Minister of Transport
- In office 1999–2004
- President: Thabo Mbeki
- Preceded by: Mac Maharaj
- Succeeded by: Jeff Radebe

Minister of Justice
- In office 1994–1999
- President: Nelson Mandela
- Preceded by: Kobie Coetsee
- Succeeded by: Penuell Maduna

Personal details
- Born: Abdullah Mohamed Omar 26 May 1934 Observatory, Cape Town, Cape Province, Union of South Africa
- Died: 13 March 2004 (aged 69)
- Alma mater: University of Cape Town
- Occupation: Lawyer

= Dullah Omar =

South African politician

Abdullah Mohamed Omar OLS (26 May 1934 – 13 March 2004), better known as Dullah Omar, was a South African anti-Apartheid activist, lawyer, and a minister in the South African cabinet from 1994 until his death.

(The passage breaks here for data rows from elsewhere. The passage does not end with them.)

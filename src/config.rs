//! Application-level configuration loading.

use std::{env, fs, io::ErrorKind, path::PathBuf};

use serde::Deserialize;
use tracing::{info, warn};

/// Default location on disk where the server looks for the JSON configuration.
const DEFAULT_CONFIG_PATH: &str = "config/app.json";
/// Environment variable that overrides [`DEFAULT_CONFIG_PATH`].
const CONFIG_PATH_ENV: &str = "BINGO_BACK_CONFIG_PATH";
/// Label shown on the always-marked centre cell when no config overrides it.
const DEFAULT_FREE_SPACE_LABEL: &str = "Free Space 🌟";

#[derive(Debug, Clone)]
/// Immutable runtime configuration shared across the application.
pub struct AppConfig {
    free_space_label: String,
}

impl AppConfig {
    /// Load the application configuration from disk, falling back to baked-in defaults.
    pub fn load() -> Self {
        let path = resolve_config_path();
        match fs::read_to_string(&path) {
            Ok(contents) => match serde_json::from_str::<RawConfig>(&contents) {
                Ok(raw) => {
                    let app_config: Self = raw.into();
                    info!(path = %path.display(), "loaded configuration");
                    app_config
                }
                Err(err) => {
                    warn!(
                        path = %path.display(),
                        error = %err,
                        "failed to parse config; falling back to defaults"
                    );
                    Self::default()
                }
            },
            Err(err) if err.kind() == ErrorKind::NotFound => {
                info!(
                    path = %path.display(),
                    "config file not found; using built-in defaults"
                );
                Self::default()
            }
            Err(err) => {
                warn!(
                    path = %path.display(),
                    error = %err,
                    "failed to read config; falling back to defaults"
                );
                Self::default()
            }
        }
    }

    /// Text displayed on the synthetic free-space cell of generated boards.
    pub fn free_space_label(&self) -> &str {
        &self.free_space_label
    }
}

impl Default for AppConfig {
    fn default() -> Self {
        Self {
            free_space_label: DEFAULT_FREE_SPACE_LABEL.to_owned(),
        }
    }
}

#[derive(Debug, Deserialize)]
/// JSON representation of the configuration file located at [`DEFAULT_CONFIG_PATH`].
struct RawConfig {
    free_space_label: Option<String>,
}

impl From<RawConfig> for AppConfig {
    fn from(value: RawConfig) -> Self {
        Self {
            free_space_label: value
                .free_space_label
                .unwrap_or_else(|| DEFAULT_FREE_SPACE_LABEL.to_owned()),
        }
    }
}

/// Resolve the configuration path taking the environment override into account.
fn resolve_config_path() -> PathBuf {
    env::var_os(CONFIG_PATH_ENV)
        .map(PathBuf::from)
        .filter(|path| !path.as_os_str().is_empty())
        .unwrap_or_else(|| PathBuf::from(DEFAULT_CONFIG_PATH))
}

==Early life and education==

Born in Observatory, Cape Town, to immigrant parents from Gujarat in western India, Omar attended Trafalgar High School in Cape Town. He was a respected member of the Muslim community. He attended the University of Cape Town and graduated with a law degree in 1957.

==Anti-apartheid activities==

He defended members of the Pan Africanist Congress (PAC) and African National Congress (ANC) and was a member of the Unity Movement throughout the Early 70's and 80's before he joined and became a leading member of the United Democratic Front. He was a human rights activist throughout his life.

His movement was generally restricted by "banning orders" and he was detained without trial repeatedly. He also survived plots by the apartheid government to assassinate him. In 1989, he became a spokesman of Nelson Mandela, during the last months of the latter's imprisonment.

==Government minister==

In 1994, Omar became Minister of Justice in South Africa in Nelson Mandela's ANC government, and was the first cabinet minister appointed Acting President in the absence of both the President and Deputy President from South Africa. He played a major role in transforming the South African justice system. One of his principal actions was the promulgation of the Truth and Reconciliation Commission in July 1995 to look into the crimes committed during apartheid and offer platforms for victims and their families to confront the perpetrators, who would in turn be offered amnesty for coming forward. The model served as an inspiration for other post-conflict societies in places such as Sierra Leone and Rwanda.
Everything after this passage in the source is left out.